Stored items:
★ ★ ★ ★ ★

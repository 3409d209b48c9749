//! Shared test utilities for the chat completions integration tests.

use std::io;

use serde_json::{Value, json};
use tokio::runtime::Runtime;
use wiremock::matchers::{body_partial_json, method, path};
use wiremock::{Mock, MockServer, ResponseTemplate};

/// Path the chat completions backend posts to under the mock base URL.
pub const COMPLETIONS_PATH: &str = "/v1/chat/completions";

/// Wiremock server plus the Tokio runtime hosting it.
///
/// The rewrite pipeline is blocking, so the runtime only drives the server;
/// backend calls run on the test thread. Fields drop in declaration order,
/// so the server shuts down before its runtime.
pub struct MockApi {
    server: MockServer,
    runtime: Runtime,
}

impl MockApi {
    /// Starts a fresh mock server on its own runtime.
    ///
    /// # Errors
    ///
    /// Returns an error if the Tokio runtime cannot be created.
    pub fn start() -> Result<Self, io::Error> {
        let runtime = Runtime::new()?;
        let server = runtime.block_on(MockServer::start());
        Ok(Self { server, runtime })
    }

    /// Base URL to configure the backend with.
    pub fn base_url(&self) -> String {
        format!("{}/v1", self.server.uri())
    }

    /// Registers `mock` on the server.
    pub fn mount(&self, mock: Mock) {
        self.runtime.block_on(mock.mount(&self.server));
    }

    /// Number of requests the server has seen.
    pub fn received(&self) -> usize {
        self.runtime
            .block_on(self.server.received_requests())
            .map_or(0, |requests| requests.len())
    }
}

/// Builds a chat completions success body carrying `content`.
pub fn completion_body(content: &str) -> Value {
    json!({
        "id": "chatcmpl-test",
        "object": "chat.completion",
        "choices": [
            {
                "index": 0,
                "message": { "role": "assistant", "content": content },
                "finish_reason": "stop"
            }
        ]
    })
}

/// Builds a mock that answers requests for `model` with `response`.
pub fn model_mock(model: &str, response: ResponseTemplate) -> Mock {
    Mock::given(method("POST"))
        .and(path(COMPLETIONS_PATH))
        .and(body_partial_json(json!({ "model": model })))
        .respond_with(response)
}
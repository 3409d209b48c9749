//! Append-only JSON Lines mirror of the session history.

use std::io::Write;

use camino::{Utf8Path, Utf8PathBuf};
use cap_std::ambient_authority;
use cap_std::fs_utf8::{Dir, File, OpenOptions};

use crate::error::RewriteError;

use super::HistoryEntry;

/// Appends history entries to a file, one JSON object per line.
#[derive(Debug)]
pub struct HistoryLog {
    path: Utf8PathBuf,
    file: File,
}

impl HistoryLog {
    /// Opens `path` for appending, creating it and its parent directories
    /// when needed.
    ///
    /// # Errors
    ///
    /// Returns [`RewriteError::Io`] when the directory or file cannot be
    /// created or opened.
    pub fn open(path: &Utf8Path) -> Result<Self, RewriteError> {
        let file = open_append_with_parents(path)?;
        Ok(Self {
            path: path.to_path_buf(),
            file,
        })
    }

    /// Appends one entry as a JSON line.
    ///
    /// # Errors
    ///
    /// Returns [`RewriteError::Io`] when serialisation or the write fails.
    pub fn append(&mut self, entry: &HistoryEntry) -> Result<(), RewriteError> {
        let line = serde_json::to_string(entry).map_err(|error| RewriteError::Io {
            message: format!("failed to serialise history entry: {error}"),
        })?;
        writeln!(self.file, "{line}").map_err(|error| RewriteError::Io {
            message: format!("failed to append history line '{}': {error}", self.path),
        })?;
        self.file.flush().map_err(|error| RewriteError::Io {
            message: format!("failed to flush history log '{}': {error}", self.path),
        })
    }

    /// Returns the log path.
    #[must_use]
    pub fn path(&self) -> &Utf8Path {
        self.path.as_path()
    }
}

fn open_append_with_parents(path: &Utf8Path) -> Result<File, RewriteError> {
    let file_name = path.file_name().ok_or_else(|| RewriteError::Io {
        message: format!("invalid history log path '{path}': no file name"),
    })?;
    let parent = match path.parent() {
        Some(dir) if !dir.as_str().is_empty() => dir,
        _ => Utf8Path::new("."),
    };

    Dir::create_ambient_dir_all(parent, ambient_authority()).map_err(|error| {
        RewriteError::Io {
            message: format!("failed to create history directory '{parent}': {error}"),
        }
    })?;
    let dir = Dir::open_ambient_dir(parent, ambient_authority()).map_err(|error| {
        RewriteError::Io {
            message: format!("failed to open history directory '{parent}': {error}"),
        }
    })?;

    let mut options = OpenOptions::new();
    options.create(true).append(true);
    dir.open_with(file_name, &options)
        .map_err(|error| RewriteError::Io {
            message: format!("failed to open history log '{path}': {error}"),
        })
}

#[cfg(test)]
mod tests {
    use camino::Utf8PathBuf;
    use chrono::{TimeZone, Utc};
    use tempfile::TempDir;

    use super::HistoryLog;
    use crate::history::HistoryEntry;

    type TestResult = Result<(), Box<dyn std::error::Error>>;

    fn entry(original: &str) -> HistoryEntry {
        HistoryEntry {
            timestamp: Utc
                .with_ymd_and_hms(2026, 3, 1, 9, 30, 0)
                .single()
                .unwrap_or_default(),
            tone: "formal".to_owned(),
            language: "English".to_owned(),
            original: original.to_owned(),
            rewritten: "Rewritten".to_owned(),
            source_model: "model-a".to_owned(),
            succeeded: true,
        }
    }

    #[test]
    fn append_writes_one_json_line_per_entry_across_reopens() -> TestResult {
        let temp_dir = TempDir::new()?;
        let root = Utf8PathBuf::from_path_buf(temp_dir.path().to_path_buf())
            .map_err(|path| format!("non UTF-8 temp path: {}", path.display()))?;
        let path = root.join("nested").join("history.jsonl");

        let mut log = HistoryLog::open(&path)?;
        log.append(&entry("first"))?;
        drop(log);
        let mut reopened = HistoryLog::open(&path)?;
        reopened.append(&entry("second"))?;

        let contents = std::fs::read_to_string(reopened.path())?;
        let originals: Vec<String> = contents
            .lines()
            .map(serde_json::from_str::<HistoryEntry>)
            .map(|parsed| parsed.map(|value| value.original))
            .collect::<Result<_, _>>()?;
        assert_eq!(originals, vec!["first".to_owned(), "second".to_owned()]);
        Ok(())
    }

    #[test]
    fn parent_relative_path_is_created_outside_working_directory() -> TestResult {
        let temp_dir = TempDir::new()?;
        let target = Utf8PathBuf::from_path_buf(temp_dir.path().join("logs").join("history.jsonl"))
            .map_err(|path| format!("non UTF-8 temp path: {}", path.display()))?;
        let cwd = Utf8PathBuf::from_path_buf(std::env::current_dir()?)
            .map_err(|path| format!("non UTF-8 working directory: {}", path.display()))?;
        let depth = cwd.components().skip(1).count();
        let absolute_tail = target.strip_prefix("/")?;
        let relative: Utf8PathBuf = std::iter::repeat_n("..", depth)
            .map(Utf8PathBuf::from)
            .chain(std::iter::once(absolute_tail.to_path_buf()))
            .collect();
        assert!(relative.starts_with(".."));

        let mut log = HistoryLog::open(&relative)?;
        log.append(&entry("escaped"))?;

        let contents = std::fs::read_to_string(&target)?;
        assert!(contents.contains("\"original\":\"escaped\""));
        Ok(())
    }
}
//! Maps rewrite results to what the caller shows the user.

use super::model::RewriteResult;

/// Warning shown alongside degraded-mode text.
pub const DEGRADED_NOTICE: &str =
    "AI rewrite unavailable; showing a basic local enhancement instead";

/// User-facing rendering of a [`RewriteResult`].
///
/// Exactly one of display text or a failure notice is produced.
#[derive(Debug, Clone, PartialEq, Eq)]
pub enum Presentation {
    /// Text to show the user.
    Display {
        /// Rewritten text.
        text: String,
        /// Candidate identifier or `"fallback"`.
        source_model: String,
        /// Whether the text came from degraded mode.
        degraded: bool,
    },
    /// Explicit notice that no text could be produced.
    FailureNotice {
        /// Message to show the user.
        message: String,
    },
}

/// Builds the presentation for `result`.
#[must_use]
pub fn present(result: &RewriteResult) -> Presentation {
    let text = result.text().trim();
    if text.is_empty() {
        return Presentation::FailureNotice {
            message: format!(
                "rewrite produced no text after {} attempt(s)",
                result.attempts()
            ),
        };
    }

    Presentation::Display {
        text: text.to_owned(),
        source_model: result.source_model().to_owned(),
        degraded: !result.succeeded(),
    }
}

★ ★ ★ ★ ★

- **ACTIVITY**
For every line of the records that has the word "mount" in it, make a copy.

- **ANSWER BOX**
    pub fn mount(&self, mock: Mock) {
        self.runtime.block_on(mock.mount(&self.server));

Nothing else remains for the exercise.